This Guy Has Built an Open Source Search Engine as an Alternative to Google in His Spare Time

noodle (he/him)@lemm.ee · 1 year ago

This Guy Has Built an Open Source Search Engine as an Alternative to Google in His Spare Time

darkphotonstudio@beehaw.org · 1 year ago

“Sign up for free access to this post”

No.

Chris@feddit.uk · 1 year ago

To save reading the paywalled article, the site is at https://stract.com

I’ve only done a single search but it gave me a summary at the top, and some discussion forums in a different format. I’m impressed so far!

luciole (he/him)@beehaw.org · 1 year ago

It’s a free account, like the one you made so you can write your comment. I’d hardly call it paywalled.

Chris@feddit.uk · 1 year ago

Tbh I just saw it needed a login and scrolled back up to the link without reading further, so was obviously a bit hasty in my assessment of it being a paywall.

Hawk@lemmy.dbzer0.com · 1 year ago

I did a few searches but had terrible results.

Searching for “Tokyo”, I got a summary about some Indonesian food chain. I had to scroll down quite a bit to get info about the city.

It looks interesting, but seems far from ready.

morethanevil@lemmy.fedifriends.social · 1 year ago

Hell no

Here is the source on github

Bloody Harry@feddit.de · 1 year ago

I don’t want any damn ~~vegetables~~ mail accounts.

Chris@feddit.uk · 1 year ago

I’ve just noticed there’s a Fediverse “optic”, so you can restrict it to Fediverse sites.

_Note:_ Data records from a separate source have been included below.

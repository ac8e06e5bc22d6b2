//! Frame and detection data types

use serde::{Deserialize, Serialize};

/// Axis-aligned bounding box in pixel coordinates.
///
/// Invariant: `xmin < xmax` and `ymin < ymax`.
#[derive(Debug, Clone, Copy, PartialEq, Eq, Serialize, Deserialize)]
pub struct BoundingBox {
    pub xmin: u32,
    pub ymin: u32,
    pub xmax: u32,
    pub ymax: u32,
}

impl BoundingBox {
    /// Create a bounding box. Returns `None` if the corners are not ordered.
    pub fn new(xmin: u32, ymin: u32, xmax: u32, ymax: u32) -> Option<Self> {
        if xmin < xmax && ymin < ymax {
            Some(Self {
                xmin,
                ymin,
                xmax,
                ymax,
            })
        } else {
            None
        }
    }

    /// Box area in square pixels
    pub fn area(&self) -> u64 {
        u64::from(self.xmax - self.xmin) * u64::from(self.ymax - self.ymin)
    }
}

/// One labeled bounding box output by the detector for a single frame.
///
/// Produced transiently per frame and never persisted past the gate decision.
#[derive(Debug, Clone, PartialEq, Serialize, Deserialize)]
pub struct Detection {
    /// Class label, e.g. "car"
    pub label: String,
    /// Detector confidence in [0, 1]
    pub confidence: f32,
    /// Box location in pixel coordinates
    pub bbox: BoundingBox,
}

impl Detection {
    pub fn new(label: impl Into<String>, confidence: f32, bbox: BoundingBox) -> Self {
        Self {
            label: label.into(),
            confidence,
            bbox,
        }
    }
}

/// Decoded frame: raw RGB8 pixels with known dimensions.
///
/// Output of the frame codec, input to the detector.
#[derive(Debug, Clone)]
pub struct PixelBuffer {
    /// Interleaved RGB8 pixel data, `width * height * 3` bytes
    pub data: Vec<u8>,
    /// Frame width in pixels
    pub width: u32,
    /// Frame height in pixels
    pub height: u32,
}

#[cfg(test)]
mod tests {
    use super::*;

    #[test]
    fn test_bounding_box_area() {
        let bbox = BoundingBox::new(0, 0, 400, 400).unwrap();
        assert_eq!(bbox.area(), 160_000);
    }

    #[test]
    fn test_bounding_box_rejects_unordered_corners() {
        assert!(BoundingBox::new(400, 0, 400, 400).is_none());
        assert!(BoundingBox::new(0, 300, 400, 300).is_none());
        assert!(BoundingBox::new(10, 10, 5, 20).is_none());
    }
}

luciole (he/him)@beehaw.org · 1 year ago

For anyone wondering about how they’ll eventually address financial sustainability if Stract takes off:

Stract is currently not monetized in any way, but its website says it will eventually have contextual ads tied to specific search terms but that it will not track its users, which is similar to the system DuckDuckGo uses. Stract also plans on offering ad-free searches to paying subscribers.

I’d pay for independent, non meta, ad-free search. I bet a more straightforward approach is more energy efficient as well. In the meanwhile the big tech are running a gazillion processes on our data to suck every bit of wealth they can out of our existence through their free (in it’s littlest sense) products.

Corgana@startrek.website · 1 year ago

I’d pay for independent, non meta, ad-free search.

You might, but not enough people would to make it sustainable. Neeva was really well loved but couldn’t make the math work.

elvith@feddit.de · 1 year ago

I’d pay for independent, non meta, ad-free search.

Haven’t tested it yet, but have seen it mentioned several times here on Lemmy:

https://kagi.com/

luciole (he/him)@beehaw.org · edit-2 1 year ago

Kagi is a meta search engine though. They just do calls to Google, Yandex, Brave, etc. cut the ad rot and sprinkle some secret spice on top.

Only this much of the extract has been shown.